Today, Sulzer has sent out the invitation and agenda for the annual general meeting. The board of directors proposes to issue authorized capital to create the ability to refinance acquisition debt that may be incurred in the event that the acquisition of Bodycote International plc proceeds. Furthermore, Sulzer has suspended its share buyback program.

Given the proximity of timing between a potential acquisition of Bodycote and the annual general meeting, Sulzer has as a precautionary measure decided to include the creation of authorized capital in the agenda.

Sulzer announced on March 2, 2007 that it may or may not make an offer for Bodycote. Sulzer intends to partly refinance the acquisition debt—assuming the acquisition is pursued—through a mixture of equity and long-term borrowings. The creation of authorized capital of up to 20% of total share capital is proposed to the annual general meeting on April 4, 2007. The issue of new shares is restricted to the acquisition of Bodycote.

Furthermore, Sulzer has suspended its share buyback program. The company has acquired 154 400 own shares (4.2%) for CHF 211.5 million. At the upcoming annual general meeting, the repurchased shares will not be cancelled as anticipated at the program’s launch (see media release from October 31, 2006). If the acquisition of Bodycote does not take place, cancellation of the share capital will be proposed to the annual general meeting 2008.

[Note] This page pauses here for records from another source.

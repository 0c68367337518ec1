//! Worksite ("chantier"): a construction site being managed.

use serde::{Deserialize, Serialize};
use validator::Validate;

/// A persisted worksite row. Identifiers are assigned by the store.
#[derive(Debug, Clone, PartialEq, Serialize, Deserialize)]
pub struct Worksite {
  pub id:       i64,
  pub name:     String,
  pub manager:  String,
  pub location: String,
}

/// Payload for creating or updating a worksite.
#[derive(Debug, Clone, Deserialize, Validate)]
pub struct NewWorksite {
  #[validate(length(min = 1, message = "worksite name is required"))]
  pub name:     String,
  #[validate(length(min = 1, message = "worksite manager is required"))]
  pub manager:  String,
  #[validate(length(min = 1, message = "worksite location is required"))]
  pub location: String,
}

/// A worksite together with its requests, as returned by the detailed read.
#[derive(Debug, Clone, Serialize)]
pub struct WorksiteDetails {
  #[serde(flatten)]
  pub worksite: Worksite,
  pub requests: Vec<crate::request::RequestDetails>,
}
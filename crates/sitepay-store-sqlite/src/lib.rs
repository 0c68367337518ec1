//! SQLite backend for the Sitepay procurement store.
//!
//! Wraps [`tokio_rusqlite`] so all database access runs on a dedicated thread
//! pool without blocking the async runtime.

mod encode;
mod schema;
mod store;

pub mod error;

pub use error::{Error, Result};
pub use store::SqliteStore;
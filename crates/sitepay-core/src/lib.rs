//! Core types and trait definitions for the Sitepay procurement tracker.
//!
//! This crate is deliberately free of HTTP and database dependencies.
//! All other crates depend on it; it depends on nothing proprietary.

// We intentionally use native `async fn` in traits (stabilised in Rust 1.75).
// Suppress the advisory lint about `Send` bounds on the returned futures.
#![allow(async_fn_in_trait)]

pub mod dashboard;
pub mod error;
pub mod filter;
pub mod payment;
pub mod request;
pub mod store;
pub mod supplier;
pub mod worksite;

pub use error::{Error, Result};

The entire agenda is as follows:
1. Annual report, annual accounts, and consolidated financial statements for 2006; report by the company and
    corporate auditors
2. Appropriation of net profit
3. Discharge
4. Election of existing board members
5. Election of a new board member
6. Election of the company and corporate auditors
7. Creation of authorized capital

Note for editors
This media release does not constitute an offer or impose any obligation on Sulzer or any other person or entity to make an offer, nor does it evidence an intention to make an offer for Bodycote International plc.